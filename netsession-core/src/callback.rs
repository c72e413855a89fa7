//! Optional user callback slots.
//!
//! Each slot either holds a handler or is empty; dispatching to an empty slot
//! is a silent no-op. Handlers are cloned out of the slot before they run, so
//! a handler may replace or clear slots (its own included) without
//! deadlocking.

use parking_lot::RwLock;
use std::fmt;
use std::sync::Arc;

/// A replaceable, optional handler of type `F` (usually a `dyn Fn`).
pub struct CallbackSlot<F: ?Sized> {
    handler: RwLock<Option<Arc<F>>>,
}

impl<F: ?Sized> CallbackSlot<F> {
    /// Creates an empty slot.
    #[must_use]
    pub fn new() -> Self {
        Self {
            handler: RwLock::new(None),
        }
    }

    /// Installs a handler, replacing any previous one.
    pub fn set(&self, handler: Arc<F>) {
        *self.handler.write() = Some(handler);
    }

    /// Removes the handler.
    pub fn clear(&self) {
        *self.handler.write() = None;
    }

    /// Returns true if a handler is installed.
    #[must_use]
    pub fn is_set(&self) -> bool {
        self.handler.read().is_some()
    }

    /// Returns the installed handler, if any.
    ///
    /// The read lock is released before this returns.
    #[must_use]
    pub fn get(&self) -> Option<Arc<F>> {
        self.handler.read().clone()
    }
}

impl<F: ?Sized> Default for CallbackSlot<F> {
    fn default() -> Self {
        Self::new()
    }
}

impl<F: ?Sized> fmt::Debug for CallbackSlot<F> {
    fn fmt(&self, f: &mut fmt::Formatter<'_>) -> fmt::Result {
        f.debug_struct("CallbackSlot")
            .field("is_set", &self.is_set())
            .finish()
    }
}
//! Error types for transport operations.

use crate::types::{ConnectionHandle, ListenHandle, PollGroupHandle};
use std::net::SocketAddr;
use thiserror::Error;

/// Error type for transport operations.
#[derive(Debug, Error)]
pub enum TransportError {
    /// The networking subsystem could not be initialised.
    #[error("transport initialization failed: {message}")]
    Init {
        /// Error message.
        message: String,
    },

    /// The provider was used before `init` succeeded.
    #[error("transport not initialized")]
    NotInitialized,

    /// Address string could not be parsed.
    #[error("invalid address - could not parse {address}")]
    AddressParse {
        /// The offending address string.
        address: String,
    },

    /// Outgoing connection could not be created.
    #[error("failed to create connection to {addr}: {message}")]
    Connect {
        /// Target address.
        addr: SocketAddr,
        /// Error message.
        message: String,
    },

    /// Listen socket could not be created.
    #[error("failed to listen on port {port}: {message}")]
    Listen {
        /// Requested port.
        port: u16,
        /// Error message.
        message: String,
    },

    /// Poll group could not be created.
    #[error("failed to create poll group: {message}")]
    PollGroup {
        /// Error message.
        message: String,
    },

    /// Unknown or destroyed connection handle.
    #[error("invalid connection handle {0}")]
    InvalidConnection(ConnectionHandle),

    /// Unknown or closed listen socket.
    #[error("invalid listen socket {0}")]
    InvalidListenSocket(ListenHandle),

    /// Unknown or destroyed poll group.
    #[error("invalid poll group {0}")]
    InvalidPollGroup(PollGroupHandle),
}

impl TransportError {
    /// Creates an initialization error.
    pub fn init(message: impl Into<String>) -> Self {
        Self::Init {
            message: message.into(),
        }
    }

    /// Creates an address parse error.
    pub fn address_parse(address: impl Into<String>) -> Self {
        Self::AddressParse {
            address: address.into(),
        }
    }

    /// Creates a connect error.
    pub fn connect(addr: SocketAddr, message: impl Into<String>) -> Self {
        Self::Connect {
            addr,
            message: message.into(),
        }
    }

    /// Creates a listen error.
    pub fn listen(port: u16, message: impl Into<String>) -> Self {
        Self::Listen {
            port,
            message: message.into(),
        }
    }

    /// Creates a poll group error.
    pub fn poll_group(message: impl Into<String>) -> Self {
        Self::PollGroup {
            message: message.into(),
        }
    }
}
//! # netsession Transport
//!
//! The transport provider contract and its in-process implementation.
//!
//! This crate provides:
//! - [`TransportProvider`] - the interface sessions use to move bytes
//! - [`types`] - connection/listen/poll-group handles, states and messages
//! - [`notify`] - per-instance status notification channels
//! - [`loopback`] - [`LoopbackTransport`], an in-process provider

pub mod error;
pub mod loopback;
pub mod notify;
pub mod provider;
pub mod types;

pub use error::TransportError;
pub use loopback::{LoopbackFaults, LoopbackTransport, MAX_MESSAGE_SIZE};
pub use notify::{StatusNotifier, StatusReceiver, status_channel};
pub use provider::TransportProvider;
pub use types::{
    ConnectionHandle, ConnectionInfo, ConnectionState, ConnectionStatusChanged, ListenHandle,
    Message, PollGroupHandle, ReceiveSource, ResultCode, SendReliability,
};
//! Error types for netsession core operations.

use thiserror::Error;

/// Core error type for netsession operations.
#[derive(Debug, Error)]
pub enum CoreError {
    /// The background poll thread could not be created.
    #[error("failed to spawn poll thread '{thread_name}': {source}")]
    Spawn {
        /// Requested thread name.
        thread_name: String,
        /// Underlying OS error.
        source: std::io::Error,
    },
}

/// Result type alias for netsession core operations.
pub type Result<T> = std::result::Result<T, CoreError>;
//! Terminal resolution.
//!
//! Desktop environments disagree about what "the terminal" is, so each
//! platform class gets its own selection strategy. The strategy is picked
//! once at startup via [`Terminal::detect`] and the resolved command is
//! carried in [`crate::AppState`] for the process lifetime; callers never
//! observe it changing mid-process.

use std::path::{Path, PathBuf};

use lazy_static::lazy_static;
use regex::Regex;

/// Coarse platform classes the resolver distinguishes.
#[derive(Debug, Clone, Copy, PartialEq, Eq)]
pub enum PlatformClass {
    Windows,
    MacOs,
    LinuxDesktop,
}

impl PlatformClass {
    /// The class of the compile target.
    pub fn current() -> Self {
        if cfg!(target_os = "windows") {
            PlatformClass::Windows
        } else if cfg!(target_os = "macos") {
            PlatformClass::MacOs
        } else {
            PlatformClass::LinuxDesktop
        }
    }
}

// ---------------------------------------------------------------------------
// System probe
// ---------------------------------------------------------------------------

/// Read-only view of the host system used during resolution. Injectable so
/// every strategy runs under test on every host OS.
pub trait SystemProbe {
    /// Environment variable lookup. Unset and empty both yield None.
    fn env_var(&self, name: &str) -> Option<String>;

    /// Whether a path exists on disk.
    fn file_exists(&self, path: &Path) -> bool;

    /// Command names of currently running processes. Platforms that never
    /// consult the process table may return an empty list.
    fn process_names(&self) -> Vec<String>;
}

/// Probe backed by the real operating system.
pub struct OsProbe;

impl SystemProbe for OsProbe {
    fn env_var(&self, name: &str) -> Option<String> {
        std::env::var(name).ok().filter(|v| !v.is_empty())
    }

    fn file_exists(&self, path: &Path) -> bool {
        path.exists()
    }

    fn process_names(&self) -> Vec<String> {
        #[cfg(unix)]
        {
            match std::process::Command::new("ps").args(["-eo", "comm"]).output() {
                Ok(out) => String::from_utf8_lossy(&out.stdout)
                    .lines()
                    .skip(1) // column header
                    .map(|line| line.trim().to_string())
                    .filter(|name| !name.is_empty())
                    .collect(),
                Err(e) => {
                    eprintln!("[resolver] process listing failed: {e}");
                    Vec::new()
                }
            }
        }
        #[cfg(not(unix))]
        {
            Vec::new()
        }
    }
}

// ---------------------------------------------------------------------------
// Strategies
// ---------------------------------------------------------------------------

/// Per-platform terminal selection. `resolve` always yields a non-empty
/// command; unrecognized environments fall back to a generic terminal
/// rather than failing.
pub trait TerminalStrategy: Send + Sync {
    fn resolve(&self, probe: &dyn SystemProbe, install_dir: &Path) -> String;
}

/// Pick the strategy for a platform class.
pub fn strategy_for(class: PlatformClass) -> &'static dyn TerminalStrategy {
    match class {
        PlatformClass::Windows => &WindowsStrategy,
        PlatformClass::MacOs => &MacStrategy,
        PlatformClass::LinuxDesktop => &LinuxDesktopStrategy,
    }
}

const POWERSHELL_SUBPATH: &str = "System32\\WindowsPowerShell\\v1.0\\powershell.exe";
const CMD_SUBPATH: &str = "System32\\cmd.exe";
const FALLBACK_SYSTEMROOT: &str = "C:\\Windows";

/// Windows: PowerShell through the bundled `PS.bat` wrapper when available,
/// plain `cmd.exe` otherwise.
pub struct WindowsStrategy;

impl TerminalStrategy for WindowsStrategy {
    fn resolve(&self, probe: &dyn SystemProbe, install_dir: &Path) -> String {
        let system_root = probe
            .env_var("SYSTEMROOT")
            .unwrap_or_else(|| FALLBACK_SYSTEMROOT.to_string());
        let powershell = Path::new(&system_root).join(POWERSHELL_SUBPATH);
        if probe.file_exists(&powershell) {
            // The wrapper needs the console profile and the install-dir env
            // var in place before the shell starts.
            #[cfg(windows)]
            crate::winconsole::prepare_powershell_profile(install_dir);
            install_dir.join("PS.bat").to_string_lossy().to_string()
        } else {
            Path::new(&system_root)
                .join(CMD_SUBPATH)
                .to_string_lossy()
                .to_string()
        }
    }
}

/// macOS: the bundled `Terminal.sh` script, marked executable on first use.
pub struct MacStrategy;

impl TerminalStrategy for MacStrategy {
    fn resolve(&self, _probe: &dyn SystemProbe, install_dir: &Path) -> String {
        let script = install_dir.join("Terminal.sh");
        #[cfg(unix)]
        ensure_executable(&script);
        script.to_string_lossy().to_string()
    }
}

lazy_static! {
    /// Session-manager process names recognized in `ps -eo comm` output.
    static ref SESSION_MANAGER: Regex =
        Regex::new(r"\A(gnome-session|ksmserver|xfce4-session)\z").unwrap();
}

/// Linux desktop: map the running session manager to its terminal emulator,
/// falling back to xterm when none of the known ones is running.
pub struct LinuxDesktopStrategy;

impl TerminalStrategy for LinuxDesktopStrategy {
    fn resolve(&self, probe: &dyn SystemProbe, _install_dir: &Path) -> String {
        let session = probe
            .process_names()
            .into_iter()
            .find(|name| SESSION_MANAGER.is_match(name));
        match session.as_deref() {
            Some("gnome-session") => "gnome-terminal",
            Some("xfce4-session") => "terminal",
            Some("ksmserver") => "konsole",
            _ => "xterm",
        }
        .to_string()
    }
}

#[cfg(unix)]
fn ensure_executable(path: &Path) {
    use std::os::unix::fs::PermissionsExt;
    let Ok(meta) = std::fs::metadata(path) else {
        return;
    };
    if meta.permissions().mode() & 0o111 == 0 {
        if let Err(e) = std::fs::set_permissions(path, std::fs::Permissions::from_mode(0o755)) {
            eprintln!("[resolver] could not mark {} executable: {e}", path.display());
        }
    }
}

// ---------------------------------------------------------------------------
// Resolved terminal
// ---------------------------------------------------------------------------

/// The terminal command resolved for this process. Computed once in `main`
/// and threaded through callers.
#[derive(Debug, Clone)]
pub struct Terminal {
    /// Executable path or bare command name.
    pub choice: String,
}

impl Terminal {
    /// Resolve for the current platform.
    pub fn detect(probe: &dyn SystemProbe, install_dir: &Path) -> Self {
        Self::detect_for(PlatformClass::current(), probe, install_dir)
    }

    /// Resolve for an explicit platform class.
    pub fn detect_for(class: PlatformClass, probe: &dyn SystemProbe, install_dir: &Path) -> Self {
        let choice = strategy_for(class).resolve(probe, install_dir);
        Self { choice }
    }
}

/// Directory the running executable lives in. The bundled wrapper scripts
/// (`PS.bat`, `Terminal.sh`) ship beside the binary.
pub fn install_dir() -> PathBuf {
    std::env::current_exe()
        .ok()
        .and_then(|p| p.parent().map(Path::to_path_buf))
        .unwrap_or_else(|| PathBuf::from("."))
}

// ---------------------------------------------------------------------------
// Tests
// ---------------------------------------------------------------------------
//! kterm command-line entry point.

use std::path::{Path, PathBuf};
use std::process::ExitCode;
use std::time::Duration;

use clap::{Parser, Subcommand};

use kterm::commands;
use kterm::feed::PackageFetch;
use kterm::host::{ConsoleUi, HostUi};
use kterm::launcher::{self, LaunchError, LaunchRequest};
use kterm::resolver::{OsProbe, Terminal, install_dir};
use kterm::settings;
use kterm::state::AppState;

#[derive(Parser)]
#[command(
    name = "kterm",
    version,
    about = "Open a terminal at a project directory and run project commands"
)]
struct Cli {
    #[command(subcommand)]
    command: Commands,
}

#[derive(Subcommand)]
enum Commands {
    /// Open a terminal rooted at PATH (default: current directory)
    Open {
        /// File or directory to open the terminal at
        path: Option<PathBuf>,
        /// Parameter passed to the terminal; %CWD% expands to the target
        /// directory. Repeatable; defaults come from the settings file.
        #[arg(long = "parameter", value_name = "PARAM")]
        parameters: Vec<String>,
    },
    /// Pick a project command from project.json and run it in a terminal
    Run {
        /// Project root (default: current directory)
        path: Option<PathBuf>,
    },
    /// Fetch the package-name list from the release feed
    Packages {
        /// Request timeout in seconds
        #[arg(long, default_value_t = 30)]
        timeout: u64,
    },
}

fn main() -> ExitCode {
    let cli = Cli::parse();
    let ui = ConsoleUi;

    let settings = settings::load_settings();
    let terminal = Terminal::detect(&OsProbe, &install_dir());
    let state = AppState::new(terminal, settings);

    match cli.command {
        Commands::Open { path, parameters } => {
            open_terminal(&state, &ui, path.as_deref(), parameters)
        }
        Commands::Run { path } => {
            let root = path.unwrap_or_else(|| PathBuf::from("."));
            match commands::run_project_command(&state, &ui, &root) {
                Ok(()) => ExitCode::SUCCESS,
                Err(e) => {
                    ui.error_message(&e.to_string());
                    ExitCode::FAILURE
                }
            }
        }
        Commands::Packages { timeout } => fetch_packages(&ui, timeout),
    }
}

fn open_terminal(
    state: &AppState,
    ui: &dyn HostUi,
    path: Option<&Path>,
    parameters: Vec<String>,
) -> ExitCode {
    let parameters = if parameters.is_empty() {
        state.settings.parameters.clone()
    } else {
        parameters
    };

    let Some(dir) = launcher::resolve_target(path) else {
        ui.error_message(&LaunchError::NoSaveLocation.to_string());
        return ExitCode::FAILURE;
    };

    let request = LaunchRequest { dir, parameters };
    match launcher::launch(&state.terminal, &request) {
        Ok(()) => ExitCode::SUCCESS,
        Err(e) => {
            ui.error_message(&e.to_string());
            ExitCode::FAILURE
        }
    }
}

fn fetch_packages(ui: &dyn HostUi, timeout_secs: u64) -> ExitCode {
    let fetch = PackageFetch::spawn(Duration::from_secs(timeout_secs));
    match fetch.wait() {
        Ok(names) => {
            for name in names {
                println!("{name}");
            }
            ExitCode::SUCCESS
        }
        Err(e) => {
            ui.error_message(&e.to_string());
            ExitCode::FAILURE
        }
    }
}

====

TASK STATEMENT =>
Would you retype the lines above from the one with "the compile target." down to the one with "resolution. Injectable so", word for word, both ends included and no other lines?

ANSWER AREA =>
    /// The class of the compile target.
    pub fn current() -> Self {
        if cfg!(target_os = "windows") {
            PlatformClass::Windows
        } else if cfg!(target_os = "macos") {
            PlatformClass::MacOs
        } else {
            PlatformClass::LinuxDesktop
        }
    }
}

// ---------------------------------------------------------------------------
// System probe
// ---------------------------------------------------------------------------

/// Read-only view of the host system used during resolution. Injectable so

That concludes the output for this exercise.